Exercise goal:
Below are records; output all of them exactly.

====== Entries provided ======

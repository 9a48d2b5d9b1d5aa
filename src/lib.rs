pub mod board;
pub mod config;
pub mod error;
pub mod event;
pub mod hosting;
pub mod operator;
pub mod play;
pub mod registry;
pub mod search;

/// board geometry
pub const SIZE: usize = 15;
pub const WIN: usize = 5;
pub const CENTER: usize = SIZE / 2;

// search parameters
const SEARCH_WIDTH: usize = 12;
const SEARCH_DEPTH: u8 = 4;
const SEARCH_DEADLINE_MS: u64 = 1_000;
const CACHE_CEILING: usize = 100_000;
const BOOK_MOVES: u32 = 8;

// session lifecycle parameters
const ROOM_TTL_SECS: u64 = 1_800;
const REAP_INTERVAL_SECS: u64 = 300;
const TERMINAL_LINGER_SECS: u64 = 300;
const HEARTBEAT_SECS: u64 = 60;
const OUTBOX_CAPACITY: usize = 64;
const PACING_DELAY_MS: u64 = 400;

// request throttling parameters
const RATE_LIMIT_WINDOW_SECS: u64 = 60;
const RATE_LIMIT_REQUESTS: u32 = 60;

/// wall clock in unix millis, the time unit of every wire timestamp
pub fn now_ms() -> u64 {
    std::time::SystemTime::now()
        .duration_since(std::time::UNIX_EPOCH)
        .expect("time moves slow")
        .as_millis() as u64
}

/// initialize logging
pub fn init(level: log::LevelFilter) {
    let config = simplelog::ConfigBuilder::new()
        .set_location_level(log::LevelFilter::Off)
        .set_target_level(log::LevelFilter::Off)
        .set_thread_level(log::LevelFilter::Off)
        .build();
    simplelog::TermLogger::init(
        level,
        config,
        simplelog::TerminalMode::Mixed,
        simplelog::ColorChoice::Auto,
    )
    .expect("initialize logger");
}
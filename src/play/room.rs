use super::Game;
use super::Milestone;
use super::Player;
use super::PlayerKind;
use super::Status;
use super::WinStats;
use serde::Serialize;
use std::fmt::Display;
use std::fmt::Formatter;
use std::fmt::Result;
use std::time::Duration;

#[derive(Debug, Clone, Copy, PartialEq, Eq, Serialize)]
pub enum RoomKind {
    #[serde(rename = "human-vs-ai")]
    HumanVsAi,
    /// Data-model only: four seats, four symbols, no reachable entry
    /// point builds one.
    #[serde(rename = "multi-party")]
    MultiParty,
}

/// Why a seat request was refused.
#[derive(Debug, Clone, Copy, PartialEq, Eq)]
pub enum Refusal {
    RoomFull,
    SymbolTaken,
    DuplicateKindInVsAi,
}

impl Display for Refusal {
    fn fmt(&self, f: &mut Formatter) -> Result {
        match self {
            Refusal::RoomFull => write!(f, "room is full"),
            Refusal::SymbolTaken => write!(f, "symbol is taken"),
            Refusal::DuplicateKindInVsAi => write!(f, "seat kind already filled"),
        }
    }
}

/// The addressing unit for broadcast, and the exclusive owner of one
/// Game. Destroyed by the reaper or when the last human leaves.
#[derive(Debug, Clone)]
pub struct Room {
    pub code: String,
    pub kind: RoomKind,
    pub game: Game,
    pub max_players: usize,
    pub created: u64,
    pub activity: u64,
    /// Auto-reap deadline in unix millis.
    pub deadline: u64,
    pub stats: Option<WinStats>,
}

impl Room {
    pub fn vs_ai(code: String, game: Game, ttl: Duration) -> Self {
        let now = crate::now_ms();
        Self {
            code,
            kind: RoomKind::HumanVsAi,
            game,
            max_players: 2,
            created: now,
            activity: now,
            deadline: now + ttl.as_millis() as u64,
            stats: Some(WinStats::default()),
        }
    }

    pub fn touch(&mut self) {
        self.activity = crate::now_ms();
    }

    /// Pull the auto-reap deadline into the past; the next sweep takes
    /// the room.
    pub fn condemn(&mut self) {
        self.deadline = crate::now_ms();
    }

    pub fn add_player(&mut self, player: Player) -> std::result::Result<(), Refusal> {
        if self.game.players.len() >= self.max_players {
            return Err(Refusal::RoomFull);
        }
        if self.game.players.iter().any(|p| p.symbol == player.symbol) {
            return Err(Refusal::SymbolTaken);
        }
        if self.kind == RoomKind::HumanVsAi
            && self.game.players.iter().any(|p| p.kind == player.kind)
        {
            return Err(Refusal::DuplicateKindInVsAi);
        }
        self.game.players.push(player);
        self.touch();
        Ok(())
    }

    /// Drop a seat. True means the caller should schedule cleanup: the
    /// departing human was the room's reason to exist.
    pub fn remove_player(&mut self, id: &str) -> bool {
        let Some(index) = self.game.players.iter().position(|p| p.id == id) else {
            return false;
        };
        let player = self.game.players.remove(index);
        self.touch();
        if self.kind == RoomKind::HumanVsAi && player.kind == PlayerKind::Human {
            self.condemn();
            return true;
        }
        false
    }

    /// Fold a finished game into the streak counters.
    pub fn record_outcome(&mut self) -> Option<Milestone> {
        let winner = match self.game.status {
            Status::Won => self.game.winner,
            Status::Drawn => None,
            _ => return None,
        };
        let human = self.game.human()?.symbol;
        self.stats.as_mut()?.record(winner, human)
    }

    /// Fresh Game, same seats, same streak counters.
    pub fn reset_game(&mut self) {
        let mut players = std::mem::take(&mut self.game.players);
        for player in players.iter_mut() {
            player.touch();
        }
        self.game = Game::new(players);
        self.game.begin();
        self.touch();
    }

    /// Reap test: past the deadline, or deserted by humans, or settled
    /// and idle beyond the linger window.
    pub fn should_cleanup(&self, now: u64, linger: Duration) -> bool {
        if now > self.deadline {
            return true;
        }
        if self.game.connected_humans() == 0 && !self.game.players.is_empty() {
            return true;
        }
        matches!(self.game.status, Status::Won | Status::Drawn)
            && now.saturating_sub(self.game.activity) > linger.as_millis() as u64
    }
}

======

Exercise answer:
repository 9a48d2b5d9b1d5aa
filename src/lib.rs
pub mod board;
pub mod config;
pub mod error;
pub mod event;
pub mod hosting;
pub mod operator;
pub mod play;
pub mod registry;
pub mod search;

/// board geometry
pub const SIZE: usize = 15;
pub const WIN: usize = 5;
pub const CENTER: usize = SIZE / 2;

// search parameters
const SEARCH_WIDTH: usize = 12;
const SEARCH_DEPTH: u8 = 4;
const SEARCH_DEADLINE_MS: u64 = 1_000;
const CACHE_CEILING: usize = 100_000;
const BOOK_MOVES: u32 = 8;

// session lifecycle parameters
const ROOM_TTL_SECS: u64 = 1_800;
const REAP_INTERVAL_SECS: u64 = 300;
const TERMINAL_LINGER_SECS: u64 = 300;
const HEARTBEAT_SECS: u64 = 60;
const OUTBOX_CAPACITY: usize = 64;
const PACING_DELAY_MS: u64 = 400;

// request throttling parameters
const RATE_LIMIT_WINDOW_SECS: u64 = 60;
const RATE_LIMIT_REQUESTS: u32 = 60;

/// wall clock in unix millis, the time unit of every wire timestamp
pub fn now_ms() -> u64 {
    std::time::SystemTime::now()
        .duration_since(std::time::UNIX_EPOCH)
        .expect("time moves slow")
        .as_millis() as u64
}

/// initialize logging
pub fn init(level: log::LevelFilter) {
    let config = simplelog::ConfigBuilder::new()
        .set_location_level(log::LevelFilter::Off)
        .set_target_level(log::LevelFilter::Off)
        .set_thread_level(log::LevelFilter::Off)
        .build();
    simplelog::TermLogger::init(
        level,
        config,
        simplelog::TerminalMode::Mixed,
        simplelog::ColorChoice::Auto,
    )
    .expect("initialize logger");
}
filename src/play/room.rs
use super::Game;
use super::Milestone;
use super::Player;
use super::PlayerKind;
use super::Status;
use super::WinStats;
use serde::Serialize;
use std::fmt::Display;
use std::fmt::Formatter;
use std::fmt::Result;
use std::time::Duration;

#[derive(Debug, Clone, Copy, PartialEq, Eq, Serialize)]
pub enum RoomKind {
    #[serde(rename = "human-vs-ai")]
    HumanVsAi,
    /// Data-model only: four seats, four symbols, no reachable entry
    /// point builds one.
    #[serde(rename = "multi-party")]
    MultiParty,
}

/// Why a seat request was refused.
#[derive(Debug, Clone, Copy, PartialEq, Eq)]
pub enum Refusal {
    RoomFull,
    SymbolTaken,
    DuplicateKindInVsAi,
}

impl Display for Refusal {
    fn fmt(&self, f: &mut Formatter) -> Result {
        match self {
            Refusal::RoomFull => write!(f, "room is full"),
            Refusal::SymbolTaken => write!(f, "symbol is taken"),
            Refusal::DuplicateKindInVsAi => write!(f, "seat kind already filled"),
        }
    }
}

/// The addressing unit for broadcast, and the exclusive owner of one
/// Game. Destroyed by the reaper or when the last human leaves.
#[derive(Debug, Clone)]
pub struct Room {
    pub code: String,
    pub kind: RoomKind,
    pub game: Game,
    pub max_players: usize,
    pub created: u64,
    pub activity: u64,
    /// Auto-reap deadline in unix millis.
    pub deadline: u64,
    pub stats: Option<WinStats>,
}

impl Room {
    pub fn vs_ai(code: String, game: Game, ttl: Duration) -> Self {
        let now = crate::now_ms();
        Self {
            code,
            kind: RoomKind::HumanVsAi,
            game,
            max_players: 2,
            created: now,
            activity: now,
            deadline: now + ttl.as_millis() as u64,
            stats: Some(WinStats::default()),
        }
    }

    pub fn touch(&mut self) {
        self.activity = crate::now_ms();
    }

    /// Pull the auto-reap deadline into the past; the next sweep takes
    /// the room.
    pub fn condemn(&mut self) {
        self.deadline = crate::now_ms();
    }

    pub fn add_player(&mut self, player: Player) -> std::result::Result<(), Refusal> {
        if self.game.players.len() >= self.max_players {
            return Err(Refusal::RoomFull);
        }
        if self.game.players.iter().any(|p| p.symbol == player.symbol) {
            return Err(Refusal::SymbolTaken);
        }
        if self.kind == RoomKind::HumanVsAi
            && self.game.players.iter().any(|p| p.kind == player.kind)
        {
            return Err(Refusal::DuplicateKindInVsAi);
        }
        self.game.players.push(player);
        self.touch();
        Ok(())
    }

    /// Drop a seat. True means the caller should schedule cleanup: the
    /// departing human was the room's reason to exist.
    pub fn remove_player(&mut self, id: &str) -> bool {
        let Some(index) = self.game.players.iter().position(|p| p.id == id) else {
            return false;
        };
        let player = self.game.players.remove(index);
        self.touch();
        if self.kind == RoomKind::HumanVsAi && player.kind == PlayerKind::Human {
            self.condemn();
            return true;
        }
        false
    }

    /// Fold a finished game into the streak counters.
    pub fn record_outcome(&mut self) -> Option<Milestone> {
        let winner = match self.game.status {
            Status::Won => self.game.winner,
            Status::Drawn => None,
            _ => return None,
        };
        let human = self.game.human()?.symbol;
        self.stats.as_mut()?.record(winner, human)
    }

    /// Fresh Game, same seats, same streak counters.
    pub fn reset_game(&mut self) {
        let mut players = std::mem::take(&mut self.game.players);
        for player in players.iter_mut() {
            player.touch();
        }
        self.game = Game::new(players);
        self.game.begin();
        self.touch();
    }

    /// Reap test: past the deadline, or deserted by humans, or settled
    /// and idle beyond the linger window.
    pub fn should_cleanup(&self, now: u64, linger: Duration) -> bool {
        if now > self.deadline {
            return true;
        }
        if self.game.connected_humans() == 0 && !self.game.players.is_empty() {
            return true;
        }
        matches!(self.game.status, Status::Won | Status::Drawn)
            && now.saturating_sub(self.game.activity) > linger.as_millis() as u64
    }
}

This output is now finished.